For those of you who know me in real life or those of you who've read this blog for awhile, you know that Neville and I are not legally married. We had our own intimate commitment ceremony years ago. Yes, we often call each other husband and wife. And no, we don't call each other that because we want to "pretend" or play house. There is simply no other word, no other title, that seems to get through some people's thick skulls about our relationship.
So we lie. Okay. We are not legally husband and wife. If Neville gets run over by a truck tomorrow, I won't get his life insurance pay out. And that's okay with me. The not getting the money, not the part about him getting hit by the truck thankyouverymuch. I don't need Neville's money. I don't need Neville's work benefits.
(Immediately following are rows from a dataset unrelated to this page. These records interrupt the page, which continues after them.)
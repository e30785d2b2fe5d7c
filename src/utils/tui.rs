use std::path::Path;
use std::time::Duration;

use indicatif::{ProgressBar, ProgressStyle};

/// Spinner shown while a one-shot sync talks to the calendar server.
pub fn sync_spinner(note: &Path) -> ProgressBar {
    let name = note
        .file_name()
        .map(|n| n.to_string_lossy().into_owned())
        .unwrap_or_else(|| note.display().to_string());

    let spinner = ProgressBar::new_spinner();
    spinner.set_style(
        ProgressStyle::default_spinner()
            .tick_strings(&["-", "\\", "|", "/", "-"])
            .template("{msg} {spinner}")
            .expect("spinner template is valid"),
    );
    spinner.set_message(format!("Syncing {name}"));
    spinner.enable_steady_tick(Duration::from_millis(80));
    spinner
}
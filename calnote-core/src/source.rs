//! Where calendar documents come from.
//!
//! The reconciler only needs "give me the current calendar as text", so the
//! HTTP transport sits behind [`CalendarSource`].

use std::future::Future;
use std::time::Duration;

use crate::error::{CalNoteError, CalNoteResult};

/// Sent with every request; some calendar hosts refuse clients without one.
const USER_AGENT: &str = "Mozilla/5.0";

/// Default bound on a single fetch.
pub const FETCH_TIMEOUT: Duration = Duration::from_secs(10);

/// Produces the raw text of the remote calendar.
pub trait CalendarSource: Send + Sync + 'static {
    fn fetch(&self) -> impl Future<Output = CalNoteResult<String>> + Send;
}

/// Fetches a calendar over HTTP(S).
#[derive(Clone, Debug)]
pub struct HttpSource {
    client: reqwest::Client,
    url: String,
}

impl HttpSource {
    pub fn new(url: &str, timeout: Duration) -> CalNoteResult<Self> {
        let client = reqwest::Client::builder()
            .user_agent(USER_AGENT)
            .timeout(timeout)
            .build()
            .map_err(|e| CalNoteError::Fetch(format!("Could not build HTTP client: {e}")))?;

        Ok(HttpSource {
            client,
            url: normalize_url(url),
        })
    }

    pub fn url(&self) -> &str {
        &self.url
    }
}

impl CalendarSource for HttpSource {
    async fn fetch(&self) -> CalNoteResult<String> {
        tracing::debug!(url = %self.url, "Fetching calendar");

        let response = self
            .client
            .get(&self.url)
            .send()
            .await
            .map_err(|e| CalNoteError::Fetch(e.to_string()))?;

        let status = response.status();
        if !status.is_success() {
            return Err(CalNoteError::Fetch(format!(
                "{} returned HTTP {}",
                self.url, status
            )));
        }

        response
            .text()
            .await
            .map_err(|e| CalNoteError::Fetch(format!("Could not read response body: {e}")))
    }
}

/// Rewrite `webcal://` / `webcals://` subscription links to `https://`.
pub fn normalize_url(url: &str) -> String {
    let url = url.trim();
    for scheme in ["webcals://", "webcal://"] {
        if url
            .get(..scheme.len())
            .is_some_and(|prefix| prefix.eq_ignore_ascii_case(scheme))
        {
            return format!("https://{}", &url[scheme.len()..]);
        }
    }
    url.to_string()
}

#[cfg(test)]
mod tests {
    use super::*;
    use tokio::io::{AsyncReadExt, AsyncWriteExt};
    use tokio::net::TcpListener;

    /// Serve one canned HTTP response on a local port and return its URL.
    async fn serve_once(status_line: &'static str, body: &'static str) -> String {
        let listener = TcpListener::bind("127.0.0.1:0").await.unwrap();
        let addr = listener.local_addr().unwrap();
        tokio::spawn(async move {
            let (mut socket, _) = listener.accept().await.unwrap();
            let mut buf = [0u8; 4096];
            let _ = socket.read(&mut buf).await;
            let response = format!(
                "{status_line}\r\nContent-Length: {}\r\nConnection: close\r\n\r\n{body}",
                body.len()
            );
            socket.write_all(response.as_bytes()).await.unwrap();
            socket.shutdown().await.ok();
        });
        format!("http://{addr}/calendar.ics")
    }

    #[test]
    fn test_normalize_webcal() {
        assert_eq!(
            normalize_url("webcal://example.com/cal.ics"),
            "https://example.com/cal.ics"
        );
    }

    #[test]
    fn test_normalize_webcals_and_case() {
        assert_eq!(
            normalize_url("WEBCALS://example.com/cal.ics"),
            "https://example.com/cal.ics"
        );
        assert_eq!(
            normalize_url("Webcal://example.com/cal.ics"),
            "https://example.com/cal.ics"
        );
    }

    #[test]
    fn test_normalize_leaves_http_alone() {
        assert_eq!(
            normalize_url("http://localhost:8080/cal.ics"),
            "http://localhost:8080/cal.ics"
        );
        assert_eq!(
            normalize_url(" https://example.com/cal.ics "),
            "https://example.com/cal.ics"
        );
    }

    #[test]
    fn test_http_source_normalizes_on_construction() {
        let source = HttpSource::new("webcal://example.com/cal.ics", FETCH_TIMEOUT).unwrap();
        assert_eq!(source.url(), "https://example.com/cal.ics");
    }

    #[tokio::test]
    async fn test_fetch_returns_body_on_success() {
        let url = serve_once("HTTP/1.1 200 OK", "BEGIN:VCALENDAR\r\nEND:VCALENDAR\r\n").await;
        let source = HttpSource::new(&url, FETCH_TIMEOUT).unwrap();
        let body = source.fetch().await.unwrap();
        assert!(body.starts_with("BEGIN:VCALENDAR"));
    }

    #[tokio::test]
    async fn test_fetch_non_success_status_is_fetch_error() {
        let url = serve_once("HTTP/1.1 503 Service Unavailable", "down").await;
        let source = HttpSource::new(&url, FETCH_TIMEOUT).unwrap();
        assert!(matches!(source.fetch().await, Err(CalNoteError::Fetch(_))));
    }

    #[tokio::test]
    async fn test_fetch_unreachable_host_is_fetch_error() {
        let listener = TcpListener::bind("127.0.0.1:0").await.unwrap();
        let addr = listener.local_addr().unwrap();
        drop(listener);

        let source = HttpSource::new(&format!("http://{addr}/cal.ics"), Duration::from_secs(2)).unwrap();
        assert!(matches!(source.fetch().await, Err(CalNoteError::Fetch(_))));
    }
}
I don't need anything from Neville other than the man I love. I don't believe that a lavish wedding or a marriage certificate makes people committed to one another. We are committed. And yes, one day I may need Neville's benefits. Or he may need to make medical decisions on my behalf. And who knows, maybe one day we'll drive over to City Hall and he'll make an honest woman out of me.
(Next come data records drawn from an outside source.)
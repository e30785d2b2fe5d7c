pub mod config;
pub mod sync;
pub mod tasks;
pub mod watch;

use std::path::PathBuf;

use calnote_core::CalnoteConfig;
use clap::Args;

/// Command-line values that take precedence over the config file.
#[derive(Args, Default)]
pub struct Overrides {
    /// Calendar URL (http, https or webcal)
    #[arg(long)]
    pub url: Option<String>,

    /// Folder containing the daily notes
    #[arg(long)]
    pub notes_dir: Option<PathBuf>,

    /// Task store file
    #[arg(long)]
    pub store: Option<PathBuf>,
}

impl Overrides {
    pub fn apply(self, mut config: CalnoteConfig) -> CalnoteConfig {
        if let Some(url) = self.url {
            config.calendar_url = url;
        }
        if let Some(notes_dir) = self.notes_dir {
            config.notes_dir = notes_dir;
        }
        if let Some(store) = self.store {
            config.store_path = store;
        }
        config
    }
}
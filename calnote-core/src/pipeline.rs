//! One reconciliation cycle: fetch, diff, record, append.

use std::path::Path;

use crate::note::NoteAppender;
use crate::reconcile::Reconciler;
use crate::source::CalendarSource;
use crate::task::TaskRecord;

/// What a cycle did to its note.
#[derive(Debug, Clone, PartialEq, Eq)]
pub enum CycleOutcome {
    /// Nothing new in the calendar (or it could not be fetched).
    NoNewTasks,
    /// These tasks were recorded and appended.
    Appended(Vec<TaskRecord>),
    /// These tasks were recorded but could not be written to the note.
    AppendFailed(Vec<TaskRecord>),
}

/// Reconciler plus appender, shared by the queue worker and one-shot syncs.
pub struct Pipeline<S> {
    reconciler: Reconciler<S>,
    appender: NoteAppender,
}

impl<S: CalendarSource> Pipeline<S> {
    pub fn new(reconciler: Reconciler<S>, appender: NoteAppender) -> Self {
        Pipeline {
            reconciler,
            appender,
        }
    }

    pub fn reconciler(&self) -> &Reconciler<S> {
        &self.reconciler
    }

    /// Run a full cycle for the note at `path`.
    ///
    /// Tasks are marked as seen before the append. If the append fails they
    /// stay seen and are not retried, so a task can go missing from a note but
    /// is never written twice.
    pub async fn run_cycle(&self, path: &Path) -> CycleOutcome {
        let tasks = self.reconciler.fetch_new_tasks().await;
        if tasks.is_empty() {
            tracing::info!(path = %path.display(), "No new tasks");
            return CycleOutcome::NoNewTasks;
        }

        let appender = self.appender.clone();
        let target = path.to_path_buf();
        let joined = tokio::task::spawn_blocking(move || {
            let result = appender.append_tasks(&target, &tasks);
            (result, tasks)
        })
        .await;

        match joined {
            Ok((Ok(()), tasks)) => CycleOutcome::Appended(tasks),
            Ok((Err(e), tasks)) => {
                tracing::warn!("{e}; {} task(s) stay recorded but were not written", tasks.len());
                CycleOutcome::AppendFailed(tasks)
            }
            Err(e) => {
                tracing::warn!(path = %path.display(), "Append did not complete: {e}");
                CycleOutcome::AppendFailed(Vec::new())
            }
        }
    }
}

#[cfg(test)]
mod tests {
    use super::*;
    use crate::reconcile::tests::{FakeSource, TWO_EVENTS};
    use crate::store::TaskStore;
    use chrono::NaiveDate;

    fn date(y: i32, m: u32, d: u32) -> NaiveDate {
        NaiveDate::from_ymd_opt(y, m, d).unwrap()
    }

    #[tokio::test]
    async fn test_two_notes_same_calendar() {
        let dir = tempfile::tempdir().unwrap();
        let store = TaskStore::open(dir.path().join("tasks.db")).unwrap();
        let pipeline = Pipeline::new(
            Reconciler::new(FakeSource::serving(TWO_EVENTS), store.clone()),
            NoteAppender::new(),
        );

        let friday = dir.path().join("2024-03-15.md");
        std::fs::write(&friday, "").unwrap();
        let outcome = pipeline.run_cycle(&friday).await;

        assert_eq!(
            outcome,
            CycleOutcome::Appended(vec![
                TaskRecord::new("Team sync", date(2024, 3, 15)),
                TaskRecord::new("Dentist", date(2024, 3, 16)),
            ])
        );
        assert_eq!(
            std::fs::read_to_string(&friday).unwrap(),
            "\n- [ ] Team sync(@2024-03-15)\n- [ ] Dentist(@2024-03-16)\n"
        );
        let handle = store.handle().unwrap();
        assert!(handle.has("Team sync", date(2024, 3, 15)).unwrap());
        assert!(handle.has("Dentist", date(2024, 3, 16)).unwrap());

        let saturday = dir.path().join("2024-03-16.md");
        std::fs::write(&saturday, "# Saturday\n").unwrap();
        assert_eq!(pipeline.run_cycle(&saturday).await, CycleOutcome::NoNewTasks);
        assert_eq!(std::fs::read_to_string(&saturday).unwrap(), "# Saturday\n");
    }

    #[tokio::test]
    async fn test_append_failure_keeps_tasks_recorded() {
        let dir = tempfile::tempdir().unwrap();
        let store = TaskStore::open(dir.path().join("tasks.db")).unwrap();
        let pipeline = Pipeline::new(
            Reconciler::new(FakeSource::serving(TWO_EVENTS), store.clone()),
            NoteAppender::new(),
        );

        let gone = dir.path().join("2024-03-15.md");
        let outcome = pipeline.run_cycle(&gone).await;

        assert!(matches!(outcome, CycleOutcome::AppendFailed(ref tasks) if tasks.len() == 2));
        assert_eq!(store.handle().unwrap().count().unwrap(), 2);

        let note = dir.path().join("2024-03-16.md");
        std::fs::write(&note, "").unwrap();
        assert_eq!(pipeline.run_cycle(&note).await, CycleOutcome::NoNewTasks);
    }

    #[tokio::test]
    async fn test_fetch_failure_leaves_note_untouched() {
        let dir = tempfile::tempdir().unwrap();
        let store = TaskStore::open(dir.path().join("tasks.db")).unwrap();
        let pipeline = Pipeline::new(
            Reconciler::new(FakeSource::failing(), store),
            NoteAppender::new(),
        );

        let note = dir.path().join("2024-03-15.md");
        std::fs::write(&note, "draft").unwrap();
        assert_eq!(pipeline.run_cycle(&note).await, CycleOutcome::NoNewTasks);
        assert_eq!(std::fs::read_to_string(&note).unwrap(), "draft");
    }
}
Just don't hold your breath.
The truth of the matter is Neville and I aren't married because I don't want to be married. If it was important to me, then it would be important to him. If I wanted to be married, we would have done it years ago. Next year we'll celebrate 10 years together. This isn't a little fling.
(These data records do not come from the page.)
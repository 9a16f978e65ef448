//! The REST task contract: record shape, input decoding, validation
//! and the error-to-response mapping.
//!
//! Request bodies are decoded off `serde_json::Value` field by field
//! rather than through one typed struct, so every constraint failure
//! names the offending field. The messages here go to callers verbatim
//! as `{"error": ...}` bodies.

use axum::http::StatusCode;
use axum::response::{IntoResponse, Response};
use axum::Json;
use chrono::{DateTime, Utc};
use serde::{Deserialize, Serialize};
use serde_json::{json, Value};
use thiserror::Error;

pub const MAX_TITLE_LEN: usize = 200;
pub const MAX_DESCRIPTION_LEN: usize = 1000;

// ── Record ───────────────────────────────────────────────────────────

/// One task as stored in the tasks file and returned on the wire.
///
/// `updated_at` only exists once the task has been modified; creation
/// alone never sets it.
#[derive(Debug, Clone, PartialEq, Eq, Serialize, Deserialize)]
#[serde(rename_all = "camelCase")]
pub struct ApiTask {
    pub id: i64,
    pub title: String,
    #[serde(default)]
    pub description: String,
    pub completed: bool,
    pub created_at: DateTime<Utc>,
    #[serde(default, skip_serializing_if = "Option::is_none")]
    pub updated_at: Option<DateTime<Utc>>,
}

impl ApiTask {
    /// Merge a patch, stamping `updated_at`. `id` and `created_at`
    /// stay as they are no matter what the request carried.
    pub fn apply(&mut self, patch: TaskPatch, now: DateTime<Utc>) {
        if let Some(title) = patch.title {
            self.title = title;
        }
        if let Some(description) = patch.description {
            self.description = description;
        }
        if let Some(completed) = patch.completed {
            self.completed = completed;
        }
        self.updated_at = Some(now);
    }
}

// ── Create ───────────────────────────────────────────────────────────

/// Fields read from a POST body. Anything else in the body is ignored.
#[derive(Debug, Clone, Default)]
pub struct CreateTaskRequest {
    pub title: Option<String>,
    pub description: Option<String>,
}

impl CreateTaskRequest {
    /// Pull the create fields out of a JSON body. The body does not
    /// have to be an object; a shape without a title simply fails the
    /// title requirement in `validate`.
    pub fn from_value(body: &Value) -> Result<Self, ApiError> {
        Ok(CreateTaskRequest {
            title: string_field(body, "title")?,
            description: string_field(body, "description")?,
        })
    }

    /// Check constraints and normalize: the stored title is trimmed,
    /// a missing description becomes empty. Length limits apply to the
    /// input as given, before trimming.
    pub fn validate(&self) -> Result<(String, String), ApiError> {
        let title = self.title.as_deref().unwrap_or("");
        if title.trim().is_empty() {
            return Err(ApiError::Validation("title is required".into()));
        }
        if title.chars().count() > MAX_TITLE_LEN {
            return Err(ApiError::Validation(format!(
                "title must be at most {MAX_TITLE_LEN} characters"
            )));
        }
        let description = self.description.clone().unwrap_or_default();
        if description.chars().count() > MAX_DESCRIPTION_LEN {
            return Err(ApiError::Validation(format!(
                "description must be at most {MAX_DESCRIPTION_LEN} characters"
            )));
        }
        Ok((title.trim().to_string(), description))
    }
}

/// A field that must be a string when present; null counts as absent.
fn string_field(body: &Value, name: &str) -> Result<Option<String>, ApiError> {
    match body.get(name) {
        None | Some(Value::Null) => Ok(None),
        Some(Value::String(s)) => Ok(Some(s.clone())),
        Some(_) => Err(ApiError::Validation(format!("{name} must be a string"))),
    }
}

// ── Update ───────────────────────────────────────────────────────────

/// A PUT body, checked field by field. Only title, description and
/// completion are mutable; anything else in the body, `id` and
/// `createdAt` included, is dropped on the floor.
#[derive(Debug, Clone, Default, PartialEq, Eq)]
pub struct TaskPatch {
    pub title: Option<String>,
    pub description: Option<String>,
    pub completed: Option<bool>,
}

impl TaskPatch {
    /// Build a patch from a JSON body, rejecting type and constraint
    /// violations with a message naming the field.
    pub fn from_value(body: &Value) -> Result<Self, ApiError> {
        let map = match body.as_object() {
            Some(map) => map,
            None => {
                return Err(ApiError::Validation(
                    "request body must be a JSON object".into(),
                ))
            }
        };

        let mut patch = TaskPatch::default();

        if let Some(completed) = map.get("completed") {
            match completed.as_bool() {
                Some(flag) => patch.completed = Some(flag),
                None => {
                    return Err(ApiError::Validation(
                        "completed must be a boolean".into(),
                    ))
                }
            }
        }

        if let Some(title) = map.get("title") {
            let title = title
                .as_str()
                .ok_or_else(|| ApiError::Validation("title must be a string".into()))?;
            if title.trim().is_empty() {
                return Err(ApiError::Validation("title must not be empty".into()));
            }
            if title.chars().count() > MAX_TITLE_LEN {
                return Err(ApiError::Validation(format!(
                    "title must be at most {MAX_TITLE_LEN} characters"
                )));
            }
            patch.title = Some(title.to_string());
        }

        if let Some(description) = map.get("description") {
            let description = description
                .as_str()
                .ok_or_else(|| ApiError::Validation("description must be a string".into()))?;
            if description.chars().count() > MAX_DESCRIPTION_LEN {
                return Err(ApiError::Validation(format!(
                    "description must be at most {MAX_DESCRIPTION_LEN} characters"
                )));
            }
            patch.description = Some(description.to_string());
        }

        Ok(patch)
    }
}

// ── Id assignment ────────────────────────────────────────────────────

/// Smallest positive integer no current task uses. Ids vacated by a
/// delete get handed out again on the next create. Ids below 1, which
/// only a hand-edited file can produce, are skipped over.
pub fn first_free_id(tasks: &[ApiTask]) -> i64 {
    let mut ids: Vec<i64> = tasks.iter().map(|t| t.id).collect();
    ids.sort_unstable();
    let mut next = 1;
    for id in ids {
        if id == next {
            next += 1;
        } else if id > next {
            break;
        }
    }
    next
}

// ── Errors ───────────────────────────────────────────────────────────

#[derive(Debug, Error, PartialEq, Eq)]
pub enum ApiError {
    /// Bad caller input; the message names the violated constraint.
    #[error("{0}")]
    Validation(String),
    /// No task with the requested id.
    #[error("Task not found")]
    NotFound { id: i64 },
    /// The tasks file could not be read, parsed or written.
    #[error("{0}")]
    Storage(String),
}

impl ApiError {
    fn status(&self) -> StatusCode {
        match self {
            ApiError::Validation(_) => StatusCode::BAD_REQUEST,
            ApiError::NotFound { .. } => StatusCode::NOT_FOUND,
            ApiError::Storage(_) => StatusCode::INTERNAL_SERVER_ERROR,
        }
    }
}

impl IntoResponse for ApiError {
    fn into_response(self) -> Response {
        if let ApiError::Storage(msg) = &self {
            tracing::error!(error = %msg, "storage failure");
        }
        let body = match &self {
            ApiError::NotFound { id } => json!({ "error": self.to_string(), "id": id }),
            _ => json!({ "error": self.to_string() }),
        };
        (self.status(), Json(body)).into_response()
    }
}

#[cfg(test)]
mod tests {
    use super::*;

    fn task(id: i64) -> ApiTask {
        ApiTask {
            id,
            title: format!("task {id}"),
            description: String::new(),
            completed: false,
            created_at: Utc::now(),
            updated_at: None,
        }
    }

    fn validation_message(err: ApiError) -> String {
        match err {
            ApiError::Validation(msg) => msg,
            other => panic!("expected validation error, got {other:?}"),
        }
    }

    #[test]
    fn first_free_id_starts_at_one() {
        assert_eq!(first_free_id(&[]), 1);
    }

    #[test]
    fn first_free_id_extends_a_dense_run() {
        let tasks = [task(1), task(2), task(3)];
        assert_eq!(first_free_id(&tasks), 4);
    }

    #[test]
    fn first_free_id_fills_the_first_gap() {
        let tasks = [task(1), task(2), task(4)];
        assert_eq!(first_free_id(&tasks), 3);
        let tasks = [task(2), task(3)];
        assert_eq!(first_free_id(&tasks), 1);
    }

    #[test]
    fn first_free_id_ignores_out_of_range_ids() {
        let tasks = [task(-5), task(0), task(1)];
        assert_eq!(first_free_id(&tasks), 2);
    }

    #[test]
    fn create_requires_a_non_blank_title() {
        let req = CreateTaskRequest::default();
        assert_eq!(validation_message(req.validate().unwrap_err()), "title is required");

        let req = CreateTaskRequest {
            title: Some("   ".into()),
            description: None,
        };
        assert_eq!(validation_message(req.validate().unwrap_err()), "title is required");
    }

    #[test]
    fn create_trims_title_and_defaults_description() {
        let req = CreateTaskRequest {
            title: Some("  Buy milk  ".into()),
            description: None,
        };
        let (title, description) = req.validate().unwrap();
        assert_eq!(title, "Buy milk");
        assert_eq!(description, "");
    }

    #[test]
    fn create_enforces_length_limits_on_raw_input() {
        let req = CreateTaskRequest {
            title: Some("a".repeat(MAX_TITLE_LEN)),
            description: Some("b".repeat(MAX_DESCRIPTION_LEN)),
        };
        assert!(req.validate().is_ok());

        let req = CreateTaskRequest {
            title: Some("a".repeat(MAX_TITLE_LEN + 1)),
            description: None,
        };
        assert_eq!(
            validation_message(req.validate().unwrap_err()),
            "title must be at most 200 characters"
        );

        let req = CreateTaskRequest {
            title: Some("ok".into()),
            description: Some("b".repeat(MAX_DESCRIPTION_LEN + 1)),
        };
        assert_eq!(
            validation_message(req.validate().unwrap_err()),
            "description must be at most 1000 characters"
        );
    }

    #[test]
    fn create_fields_must_be_strings_when_present() {
        let err = CreateTaskRequest::from_value(&json!({ "title": 42 })).unwrap_err();
        assert_eq!(validation_message(err), "title must be a string");

        let err =
            CreateTaskRequest::from_value(&json!({ "title": "x", "description": [] })).unwrap_err();
        assert_eq!(validation_message(err), "description must be a string");

        // Null and absent mean the same thing.
        let req = CreateTaskRequest::from_value(&json!({ "title": null })).unwrap();
        assert_eq!(req.title, None);
    }

    #[test]
    fn create_from_a_non_object_body_just_lacks_a_title() {
        let req = CreateTaskRequest::from_value(&json!([1, 2])).unwrap();
        assert_eq!(req.title, None);
        assert_eq!(
            validation_message(req.validate().unwrap_err()),
            "title is required"
        );
    }

    #[test]
    fn patch_accepts_an_empty_object() {
        let patch = TaskPatch::from_value(&json!({})).unwrap();
        assert_eq!(patch, TaskPatch::default());
    }

    #[test]
    fn patch_rejects_non_object_bodies() {
        let err = TaskPatch::from_value(&json!([1])).unwrap_err();
        assert_eq!(validation_message(err), "request body must be a JSON object");
    }

    #[test]
    fn patch_requires_boolean_completed() {
        let err = TaskPatch::from_value(&json!({ "completed": "yes" })).unwrap_err();
        assert_eq!(validation_message(err), "completed must be a boolean");

        let err = TaskPatch::from_value(&json!({ "completed": null })).unwrap_err();
        assert_eq!(validation_message(err), "completed must be a boolean");
    }

    #[test]
    fn patch_rejects_blank_or_oversized_title() {
        let err = TaskPatch::from_value(&json!({ "title": "   " })).unwrap_err();
        assert_eq!(validation_message(err), "title must not be empty");

        let err = TaskPatch::from_value(&json!({ "title": "a".repeat(201) })).unwrap_err();
        assert_eq!(
            validation_message(err),
            "title must be at most 200 characters"
        );

        let err = TaskPatch::from_value(&json!({ "title": 7 })).unwrap_err();
        assert_eq!(validation_message(err), "title must be a string");
    }

    #[test]
    fn patch_checks_completed_before_title() {
        let body = json!({ "completed": "nope", "title": "" });
        let err = TaskPatch::from_value(&body).unwrap_err();
        assert_eq!(validation_message(err), "completed must be a boolean");
    }

    #[test]
    fn patch_ignores_immutable_and_unknown_fields() {
        let body = json!({
            "id": 999,
            "createdAt": "2020-01-01T00:00:00Z",
            "favoriteColor": "green",
            "completed": true
        });
        let patch = TaskPatch::from_value(&body).unwrap();
        assert_eq!(
            patch,
            TaskPatch {
                completed: Some(true),
                ..TaskPatch::default()
            }
        );
    }

    #[test]
    fn apply_preserves_identity_and_stamps_update_time() {
        let mut task = task(3);
        let created = task.created_at;
        let now = Utc::now();
        task.apply(
            TaskPatch {
                title: Some("  raw kept  ".into()),
                description: Some("new".into()),
                completed: Some(true),
            },
            now,
        );
        assert_eq!(task.id, 3);
        assert_eq!(task.created_at, created);
        // Updated titles are stored as sent, without trimming.
        assert_eq!(task.title, "  raw kept  ");
        assert_eq!(task.description, "new");
        assert!(task.completed);
        assert_eq!(task.updated_at, Some(now));
    }

    #[test]
    fn task_serializes_camel_case_and_omits_unset_update_stamp() {
        let json = serde_json::to_string(&task(1)).unwrap();
        assert!(json.contains("\"createdAt\""));
        assert!(!json.contains("\"updatedAt\""));

        let mut updated = task(2);
        updated.apply(TaskPatch::default(), Utc::now());
        let json = serde_json::to_string(&updated).unwrap();
        assert!(json.contains("\"updatedAt\""));
    }
}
Some of you may get it. Others of you don't. Frankly, I don't give a damn. I'm sick and tired of having to explain it.
But when you call my son a "bastard" because his parents decided to follow an nontraditional path, I draw a line.
You know who you are. And you are very, very lucky that I blog with integrity. Because it would be mighty easy for me to bash you. To expose the truth about you. To hurt you.
But I won't. Because I know the truth. Our son was created in love. He was welcomed into this world with two parents who love each other deeply and wanted to create a family. He's a blessing from God. And if we ever get blessed with another child, that child will also be born in love with two parents who've stayed together through thick and thin.
Your words hurt me. But they hold no power over me. I know the truth. And that's all that matters.